Legally forced to inform the Tokyo Stock Exchange of the sudden deterioration in its performance, Nissan’s communications department improvised an unnecessarily convoluted statement on Tuesday to avoid letting go of the taboo word “losses”.

However, the Japanese group and major partner of Renault is well on the point of announcing that it has ended its fiscal year in the red for the first time since the financial crisis of 2008-2009. A rout that will automatically weigh on the income of the French manufacturer, its main shareholder.

Six-digit loss

For the financial year from April 2019 to March 2020, Nissan, which will not present final and detailed results until the end of May, would have, according to its first calculations, generated an operating loss close to 40 billion yen, or 340 million euros. Its net loss could reach 95 billion yen (820 million euros).

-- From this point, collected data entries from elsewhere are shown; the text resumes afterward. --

//! Free-slot computation for a (business, service, date) triple.
//!
//! Candidate start times sit on a fixed 30-minute grid anchored at the
//! day's opening time, whatever the service duration. A candidate survives if
//! it fits before closing, does not overlap any pending or confirmed booking
//! (half-open intervals), and, for today, starts strictly after the current
//! time. Past dates are not filtered here; callers reject them.

use chrono::{Datelike, NaiveDate, NaiveDateTime, NaiveTime, Timelike};
use rusqlite::Connection;

use crate::db::queries;
use crate::models::{format_time, Service, WorkingHour};

pub const SLOT_STEP_MINUTES: u32 = 30;

/// An existing booking that holds part of the day.
#[derive(Debug, Clone, Copy)]
pub struct BookedInterval {
    pub start: NaiveTime,
    pub duration_minutes: i64,
}

fn minutes_of(t: &NaiveTime) -> i64 {
    i64::from(t.num_seconds_from_midnight() / 60)
}

pub fn compute_slots(
    hours: Option<&WorkingHour>,
    duration_minutes: i64,
    date: NaiveDate,
    booked: &[BookedInterval],
    now: NaiveDateTime,
) -> Vec<NaiveTime> {
    let hours = match hours {
        Some(h) if !h.is_closed => h,
        _ => return vec![],
    };
    if duration_minutes <= 0 {
        return vec![];
    }

    let open = minutes_of(&hours.open_time);
    let close = minutes_of(&hours.close_time);
    let is_today = date == now.date();
    let now_time = now.time();

    let taken: Vec<(i64, i64)> = booked
        .iter()
        .map(|b| {
            let start = minutes_of(&b.start);
            (start, start + b.duration_minutes)
        })
        .collect();

    let mut slots = vec![];
    let mut candidate = open;
    while candidate + duration_minutes <= close {
        let end = candidate + duration_minutes;
        let free = taken
            .iter()
            .all(|&(start, finish)| end <= start || candidate >= finish);

        if free {
            if let Some(start) = NaiveTime::from_num_seconds_from_midnight_opt(candidate as u32 * 60, 0) {
                if !is_today || start > now_time {
                    slots.push(start);
                }
            }
        }
        candidate += i64::from(SLOT_STEP_MINUTES);
    }
    slots
}

/// Loads the working hours and active bookings for `date` and returns the
/// bookable start times as `HH:MM` strings.
pub fn available_slots(
    conn: &Connection,
    business_id: i64,
    service: &Service,
    date: NaiveDate,
    now: NaiveDateTime,
) -> anyhow::Result<Vec<String>> {
    let weekday = date.weekday().num_days_from_monday();
    let hours = queries::get_working_hour_for_day(conn, business_id, weekday)?;
    let booked: Vec<BookedInterval> = queries::get_active_intervals(conn, business_id, &date)?
        .into_iter()
        .map(|(start, duration_minutes)| BookedInterval {
            start,
            duration_minutes,
        })
        .collect();

    let slots = compute_slots(hours.as_ref(), service.duration_minutes, date, &booked, now);
    Ok(slots.iter().map(format_time).collect())
}

#[cfg(test)]
mod tests {
    use super::*;

    fn t(s: &str) -> NaiveTime {
        NaiveTime::parse_from_str(s, "%H:%M").unwrap()
    }

    fn d(s: &str) -> NaiveDate {
        NaiveDate::parse_from_str(s, "%Y-%m-%d").unwrap()
    }

    fn dt(s: &str) -> NaiveDateTime {
        NaiveDateTime::parse_from_str(s, "%Y-%m-%d %H:%M").unwrap()
    }

    fn hours(open: &str, close: &str, closed: bool) -> WorkingHour {
        WorkingHour {
            id: 1,
            business_id: 1,
            day_of_week: 0,
            open_time: t(open),
            close_time: t(close),
            is_closed: closed,
        }
    }

    fn fmt(slots: &[NaiveTime]) -> Vec<String> {
        slots.iter().map(format_time).collect()
    }

    // 2030-06-17 is a Monday; "now" sits well before it unless a test says otherwise.
    const DAY: &str = "2030-06-17";
    const EARLIER: &str = "2030-06-01 08:00";

    #[test]
    fn test_closed_day_has_no_slots() {
        let wh = hours("09:00", "17:00", true);
        assert!(compute_slots(Some(&wh), 30, d(DAY), &[], dt(EARLIER)).is_empty());
    }

    #[test]
    fn test_missing_hours_has_no_slots() {
        assert!(compute_slots(None, 30, d(DAY), &[], dt(EARLIER)).is_empty());
    }

    #[test]
    fn test_full_day_grid() {
        let wh = hours("09:00", "17:00", false);
        let slots = fmt(&compute_slots(Some(&wh), 30, d(DAY), &[], dt(EARLIER)));
        assert_eq!(slots.len(), 16);
        assert_eq!(slots.first().unwrap(), "09:00");
        assert_eq!(slots.last().unwrap(), "16:30");
    }

    #[test]
    fn test_candidates_aligned_and_fit_before_close() {
        let wh = hours("08:15", "12:40", false);
        for duration in [5, 20, 30, 45, 90, 240] {
            let slots = compute_slots(Some(&wh), duration, d(DAY), &[], dt(EARLIER));
            for slot in &slots {
                let offset = minutes_of(slot) - minutes_of(&wh.open_time);
                assert_eq!(offset % 30, 0, "{slot} not on the grid");
                assert!(minutes_of(slot) + duration <= minutes_of(&wh.close_time));
            }
        }
    }

    #[test]
    fn test_short_service_still_on_half_hour() {
        let wh = hours("09:00", "10:00", false);
        let slots = fmt(&compute_slots(Some(&wh), 15, d(DAY), &[], dt(EARLIER)));
        assert_eq!(slots, vec!["09:00", "09:30"]);
    }

    #[test]
    fn test_long_service_must_fit() {
        let wh = hours("09:00", "17:00", false);
        let slots = fmt(&compute_slots(Some(&wh), 480, d(DAY), &[], dt(EARLIER)));
        assert_eq!(slots, vec!["09:00"]);
        assert!(compute_slots(Some(&wh), 481, d(DAY), &[], dt(EARLIER)).is_empty());
    }

    #[test]
    fn test_existing_booking_blocks_its_slot_only() {
        let wh = hours("09:00", "17:00", false);
        let booked = [BookedInterval {
            start: t("10:00"),
            duration_minutes: 30,
        }];
        let slots = fmt(&compute_slots(Some(&wh), 30, d(DAY), &booked, dt(EARLIER)));
        assert!(!slots.contains(&"10:00".to_string()));
        assert!(slots.contains(&"09:30".to_string()));
        assert!(slots.contains(&"10:30".to_string()));
    }

    #[test]
    fn test_longer_request_overlapping_booking_is_dropped() {
        let wh = hours("09:00", "17:00", false);
        let booked = [BookedInterval {
            start: t("10:00"),
            duration_minutes: 30,
        }];
        // A 60-minute service at 09:30 would run into the 10:00 booking.
        let slots = fmt(&compute_slots(Some(&wh), 60, d(DAY), &booked, dt(EARLIER)));
        assert!(slots.contains(&"09:00".to_string()));
        assert!(!slots.contains(&"09:30".to_string()));
        assert!(!slots.contains(&"10:00".to_string()));
        assert!(slots.contains(&"10:30".to_string()));
    }

    #[test]
    fn test_off_grid_booking_blocks_overlapping_candidates() {
        let wh = hours("09:00", "12:00", false);
        let booked = [BookedInterval {
            start: t("09:45"),
            duration_minutes: 45,
        }];
        let slots = fmt(&compute_slots(Some(&wh), 30, d(DAY), &booked, dt(EARLIER)));
        assert_eq!(slots, vec!["09:00", "10:30", "11:00", "11:30"]);
    }

    #[test]
    fn test_today_after_last_slot_is_empty() {
        let wh = hours("09:00", "17:00", false);
        let slots = compute_slots(Some(&wh), 30, d(DAY), &[], dt("2030-06-17 16:45"));
        assert!(slots.is_empty());
    }

    #[test]
    fn test_today_drops_current_and_past_starts() {
        let wh = hours("09:00", "17:00", false);
        let slots = fmt(&compute_slots(Some(&wh), 30, d(DAY), &[], dt("2030-06-17 15:30")));
        assert_eq!(slots, vec!["16:00", "16:30"]);
    }

    #[test]
    fn test_past_date_not_filtered_by_engine() {
        let wh = hours("09:00", "10:00", false);
        let slots = compute_slots(Some(&wh), 30, d(DAY), &[], dt("2030-07-01 12:00"));
        assert_eq!(slots.len(), 2);
    }

    #[test]
    fn test_late_close_does_not_wrap() {
        let wh = hours("22:00", "23:59", false);
        let slots = fmt(&compute_slots(Some(&wh), 60, d(DAY), &[], dt(EARLIER)));
        assert_eq!(slots, vec!["22:00", "22:30"]);
    }

    #[test]
    fn test_available_slots_reads_store() {
        use crate::db;
        use crate::db::queries::{insert_business, insert_service, insert_working_hour, NewUser};
        use crate::models::{Booking, BookingStatus, BusinessFields, ServiceFields};

        let conn = db::init_db(":memory:").unwrap();
        let owner = queries::create_user(
            &conn,
            &NewUser {
                email: "o@example.com",
                password_hash: "x",
                first_name: "Olive",
                last_name: "Owner",
                is_admin: false,
            },
        )
        .unwrap();
        let business_id = insert_business(
            &conn,
            owner,
            "olive",
            &BusinessFields {
                name: "Olive".to_string(),
                ..Default::default()
            },
            true,
        )
        .unwrap();
        insert_working_hour(&conn, business_id, 0, &t("09:00"), &t("11:00"), false).unwrap();
        let fields = ServiceFields {
            name: "Cut".to_string(),
            description: None,
            price_cents: 1000,
            duration_minutes: 30,
        };
        let service_id = insert_service(&conn, business_id, &fields).unwrap();
        let service = queries::get_service(&conn, business_id, service_id).unwrap().unwrap();

        let now = dt(EARLIER);
        queries::insert_booking(
            &conn,
            &Booking {
                id: "bk".to_string(),
                business_id,
                service_id,
                customer_name: "Carl".to_string(),
                customer_phone: "5551234567".to_string(),
                customer_email: None,
                booking_date: d(DAY),
                booking_time: t("10:00"),
                status: BookingStatus::Confirmed,
                notes: None,
                created_at: now,
                updated_at: now,
            },
        )
        .unwrap();

        let slots = available_slots(&conn, business_id, &service, d(DAY), now).unwrap();
        assert_eq!(slots, vec!["09:00", "09:30", "10:30"]);

        // Tuesday has no working-hour row at all.
        let tuesday = available_slots(&conn, business_id, &service, d("2030-06-18"), now).unwrap();
        assert!(tuesday.is_empty());
    }
}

Without going into details, Nissan explains that its revenues, already fragile in 2019, have suffered, since the beginning of 2020, from the Covid-19 pandemic which weighed on its sales of cars, spare parts but also weighed on its fundraising activities. The group is also financially penalized by the drop in its revenues in its subsidiaries and in Mitsubishi Motors, in which it owns 34%. The small Japanese manufacturer had itself revealed last week that it estimated it had generated a loss of 26 billion yen (220 million euros) in its last annual exercise.

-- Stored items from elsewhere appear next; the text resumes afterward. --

//! Server-rendered HTML. Pages are plain strings assembled from escaped
//! fragments and dropped into the embedded layout.

pub mod flash;
pub mod form;

use std::borrow::Cow;
use std::fmt::Write;

use axum::response::Html;
use axum_extra::extract::cookie::CookieJar;

use crate::models::{format_date, format_time, BookingDetails, BookingStatus, User};

pub use flash::{Flash, Level};

const LAYOUT: &str = include_str!("layout.html");

pub fn esc(s: &str) -> Cow<'_, str> {
    html_escape::encode_text(s)
}

pub fn attr(s: &str) -> Cow<'_, str> {
    html_escape::encode_double_quoted_attribute(s)
}

pub fn esc_opt(s: Option<&str>) -> Cow<'_, str> {
    esc(s.unwrap_or(""))
}

/// Substitutes `{{KEY}}` placeholders in one pass, so values that themselves
/// contain braces are never expanded again.
fn fill(template: &str, values: &[(&str, &str)]) -> String {
    let mut out = String::with_capacity(template.len());
    let mut rest = template;

    while let Some(start) = rest.find("{{") {
        out.push_str(&rest[..start]);
        let after = &rest[start + 2..];
        match after.find("}}") {
            Some(end) => {
                let key = &after[..end];
                match values.iter().find(|(k, _)| *k == key) {
                    Some((_, value)) => out.push_str(value),
                    None => out.push_str(&rest[start..start + 2 + end + 2]),
                }
                rest = &after[end + 2..];
            }
            None => {
                out.push_str(&rest[start..]);
                rest = "";
            }
        }
    }
    out.push_str(rest);
    out
}

fn nav(user: Option<&User>) -> String {
    match user {
        Some(u) => {
            let mut links = String::new();
            if u.is_admin {
                links.push_str(r#"<a href="/admin/">Admin</a>"#);
            } else {
                links.push_str(r#"<a href="/dashboard/">Dashboard</a>"#);
            }
            format!(
                r#"{links}<span>{}</span><form method="post" action="/auth/logout"><button type="submit">Log out</button></form>"#,
                esc(&u.full_name())
            )
        }
        None => r#"<a href="/auth/login">Log in</a><a href="/auth/register">Register</a>"#.to_string(),
    }
}

fn flashes(items: &[Flash]) -> String {
    items
        .iter()
        .map(|f| {
            format!(
                r#"<div class="flash flash-{}">{}</div>"#,
                f.level.as_str(),
                esc(&f.message)
            )
        })
        .collect()
}

pub fn render(title: &str, user: Option<&User>, flash: &[Flash], content: &str) -> Html<String> {
    Html(fill(
        LAYOUT,
        &[
            ("TITLE", &esc(title)),
            ("NAV", &nav(user)),
            ("FLASHES", &flashes(flash)),
            ("CONTENT", content),
        ],
    ))
}

/// Renders a page, draining any queued flash messages into it.
pub fn page(jar: CookieJar, title: &str, user: Option<&User>, content: &str) -> (CookieJar, Html<String>) {
    let (jar, messages) = flash::take(jar);
    (jar, render(title, user, &messages, content))
}

pub fn error_page(title: &str, message: &str) -> Html<String> {
    render(
        title,
        None,
        &[],
        &format!(r#"<div class="card"><p>{}</p><p><a href="/">Back to home</a></p></div>"#, esc(message)),
    )
}

pub fn status_badge(status: BookingStatus) -> String {
    format!(
        r#"<span class="status status-{}">{}</span>"#,
        status.as_str(),
        status.label()
    )
}

/// `actions` renders the last cell of each row.
pub fn bookings_table<F>(bookings: &[BookingDetails], show_business: bool, actions: F) -> String
where
    F: Fn(&BookingDetails) -> String,
{
    if bookings.is_empty() {
        return r#"<p class="muted">No bookings found.</p>"#.to_string();
    }

    let mut html = String::from("<table><thead><tr><th>Date</th><th>Time</th><th>Customer</th><th>Service</th>");
    if show_business {
        html.push_str("<th>Business</th>");
    }
    html.push_str("<th>Status</th><th></th></tr></thead><tbody>");

    for b in bookings {
        let booking = &b.booking;
        let _ = write!(
            html,
            "<tr><td>{}</td><td>{} - {}</td><td>{}<br><span class=\"muted\">{}</span></td><td>{}</td>",
            format_date(&booking.booking_date),
            format_time(&booking.booking_time),
            format_time(&b.end_time()),
            esc(&booking.customer_name),
            esc(&booking.customer_phone),
            esc(&b.service_name),
        );
        if show_business {
            let _ = write!(html, "<td>{}</td>", esc(&b.business_name));
        }
        let _ = write!(
            html,
            "<td>{}</td><td>{}</td></tr>",
            status_badge(booking.status),
            actions(b)
        );
    }
    html.push_str("</tbody></table>");
    html
}

/// `(value, label)` pairs for a status filter, led by "all".
pub fn status_options() -> Vec<(String, String)> {
    std::iter::once(("all".to_string(), "All".to_string()))
        .chain(
            BookingStatus::ALL
                .iter()
                .map(|s| (s.as_str().to_string(), s.label().to_string())),
        )
        .collect()
}

pub fn stat(label: &str, value: i64) -> String {
    format!(
        r#"<div class="card stat"><strong>{value}</strong>{}</div>"#,
        esc(label)
    )
}

#[cfg(test)]
mod tests {
    use super::*;

    #[test]
    fn test_fill_is_single_pass() {
        let out = fill("<h1>{{TITLE}}</h1>{{BODY}}", &[("TITLE", "{{BODY}}"), ("BODY", "x")]);
        assert_eq!(out, "<h1>{{BODY}}</h1>x");
    }

    #[test]
    fn test_fill_keeps_unknown_placeholders() {
        assert_eq!(fill("a {{NOPE}} b {{", &[]), "a {{NOPE}} b {{");
    }

    #[test]
    fn test_render_escapes_title() {
        let Html(page) = render("<script>", None, &[], "");
        assert!(page.contains("&lt;script&gt;"));
        assert!(!page.contains("<h1><script>"));
    }
}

Like all mid-range brands, Mitsubishi Motors and Nissan have suffered since the start of the pandemic from a collapse in sales in countries that have entered containment. In March, Nissan sold only 315,000 vehicles worldwide. Last year, in the same month, it distributed almost twice as much. The brand plunges into all markets except the mini-car segment in Japan, which jumped surprisingly by 15% in March. Over the twelve months of the fiscal year, its sales will have declined in total by 13.2% to fall to 4.8 million vehicles.

World depression

If the decline is brutal, it remains in line with the performance of other large generalist brands. Honda, for example, saw sales also decline 43% in March, year-over-year. At Toyota, this decline was measured at 24%. Pointing to this overall depression in the market, Nissan executives note that the manufacturer’s market share has not, in the end, not significantly declined despite the accumulation of setbacks within the company which experienced the repercussions of the case. Carlos Ghosn, bickering with its partner Renault then the replacement of almost all of its management teams.

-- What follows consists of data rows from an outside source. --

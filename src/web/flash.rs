//! One-shot messages carried across a redirect in an unsigned cookie.

use axum_extra::extract::cookie::{Cookie, CookieJar, SameSite};
use base64::Engine;
use serde::{Deserialize, Serialize};

pub const FLASH_COOKIE: &str = "flash";

#[derive(Debug, Clone, Copy, PartialEq, Eq, Serialize, Deserialize)]
#[serde(rename_all = "lowercase")]
pub enum Level {
    Success,
    Info,
    Error,
}

impl Level {
    pub fn as_str(&self) -> &'static str {
        match self {
            Level::Success => "success",
            Level::Info => "info",
            Level::Error => "error",
        }
    }
}

#[derive(Debug, Clone, PartialEq, Eq, Serialize, Deserialize)]
pub struct Flash {
    pub level: Level,
    pub message: String,
}

fn decode(value: &str) -> Vec<Flash> {
    base64::engine::general_purpose::URL_SAFE_NO_PAD
        .decode(value)
        .ok()
        .and_then(|bytes| serde_json::from_slice(&bytes).ok())
        .unwrap_or_default()
}

fn encode(items: &[Flash]) -> String {
    let json = serde_json::to_vec(items).unwrap_or_default();
    base64::engine::general_purpose::URL_SAFE_NO_PAD.encode(json)
}

/// Appends a message to whatever is already queued.
pub fn push(jar: CookieJar, level: Level, message: impl Into<String>) -> CookieJar {
    let mut items = jar.get(FLASH_COOKIE).map(|c| decode(c.value())).unwrap_or_default();
    items.push(Flash {
        level,
        message: message.into(),
    });
    jar.add(
        Cookie::build((FLASH_COOKIE, encode(&items)))
            .path("/")
            .http_only(true)
            .same_site(SameSite::Lax),
    )
}

/// Drains the queued messages. The returned jar clears the cookie.
pub fn take(jar: CookieJar) -> (CookieJar, Vec<Flash>) {
    let items = match jar.get(FLASH_COOKIE) {
        Some(c) => decode(c.value()),
        None => return (jar, vec![]),
    };
    let jar = jar.remove(Cookie::build(FLASH_COOKIE).path("/"));
    (jar, items)
}
use axum::http::StatusCode;
use axum::response::{IntoResponse, Redirect, Response};
use axum_extra::extract::cookie::CookieJar;

use crate::services::business::OnboardingError;
use crate::services::scheduling::{SchedulingError, TransitionError};
use crate::web::{self, flash};

#[derive(Debug, thiserror::Error)]
pub enum AppError {
    #[error("database error: {0}")]
    Database(#[from] rusqlite::Error),

    #[error("internal error: {0}")]
    Internal(#[from] anyhow::Error),

    #[error("not found")]
    NotFound,

    #[error("forbidden")]
    Forbidden,

    #[error("login required")]
    LoginRequired { next: String },

    #[error("{message}")]
    Conflict { message: String, redirect_to: String },
}

impl AppError {
    pub fn conflict(message: impl Into<String>, redirect_to: impl Into<String>) -> Self {
        AppError::Conflict {
            message: message.into(),
            redirect_to: redirect_to.into(),
        }
    }

    /// Maps a booking submission failure; `retry_url` is where the customer
    /// picks another slot.
    pub fn from_scheduling(e: SchedulingError, retry_url: String) -> Self {
        match e {
            SchedulingError::SlotUnavailable => AppError::conflict(e.to_string(), retry_url),
            SchedulingError::Database(e) => AppError::Internal(e),
        }
    }

    pub fn from_transition(e: TransitionError, back_to: String) -> Self {
        match e {
            TransitionError::NotAllowed { .. } => AppError::conflict(e.to_string(), back_to),
            TransitionError::Database(e) => AppError::Internal(e),
        }
    }
}

impl From<OnboardingError> for AppError {
    fn from(e: OnboardingError) -> Self {
        match e {
            OnboardingError::OwnerHasBusiness => {
                AppError::conflict("You already have a business.", "/dashboard/")
            }
            OnboardingError::Database(e) => AppError::Internal(e),
        }
    }
}

pub fn login_url(next: &str) -> String {
    match serde_urlencoded::to_string([("next", next)]) {
        Ok(query) => format!("/auth/login?{query}"),
        Err(_) => "/auth/login".to_string(),
    }
}

impl IntoResponse for AppError {
    fn into_response(self) -> Response {
        match self {
            AppError::Database(e) => {
                tracing::error!(error = %e, "database error");
                server_error()
            }
            AppError::Internal(e) => {
                tracing::error!(error = ?e, "internal error");
                server_error()
            }
            AppError::NotFound => (
                StatusCode::NOT_FOUND,
                web::error_page("Page not found", "The page you were looking for does not exist."),
            )
                .into_response(),
            AppError::Forbidden => (
                StatusCode::FORBIDDEN,
                web::error_page("Forbidden", "You do not have access to this page."),
            )
                .into_response(),
            AppError::LoginRequired { next } => Redirect::to(&login_url(&next)).into_response(),
            AppError::Conflict {
                message,
                redirect_to,
            } => {
                tracing::info!(%message, %redirect_to, "conflict");
                let jar = flash::push(CookieJar::new(), flash::Level::Error, message);
                (jar, Redirect::to(&redirect_to)).into_response()
            }
        }
    }
}

fn server_error() -> Response {
    (
        StatusCode::INTERNAL_SERVER_ERROR,
        web::error_page("Something went wrong", "An unexpected error occurred. Please try again."),
    )
        .into_response()
}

This diagnosis risks reassuring the group in its desire to tackle, above all, its profitability problems. Plancher for months on a review of its major restructuring plan , the management led by Makoto Uchida, its CEO, and Ashwani Gupta, its number two, notably want to lower fixed costs by drastically reducing its production capacities and its number of employees. Last year, even before the coronavirus crisis, the group, which does not suffer from liquidity problems, had planned a reduction of 10% of its global workforce, that is to say the reduction of 12,500 positions.

Patent overcapacities

After having followed for years an aggressive strategy of expansion, designed by Carlos Ghosn, Nissan now intends to set more realistic growth targets, in a global automobile market which has not grown since its peak in 2017. While it has factories capable, on paper, of producing 7 million cars per year, the group actually only assembles 5 million and has no illusions about its ability to quickly exceed these volumes.

At the end of May, when it will unveil its weight loss program, the manufacturer should therefore detail the markets where it will close assembly lines and those where it will delegate its production or even its distribution to its partners Renault and Mitsubishi Motors, with which it also intends to multiply co-development projects.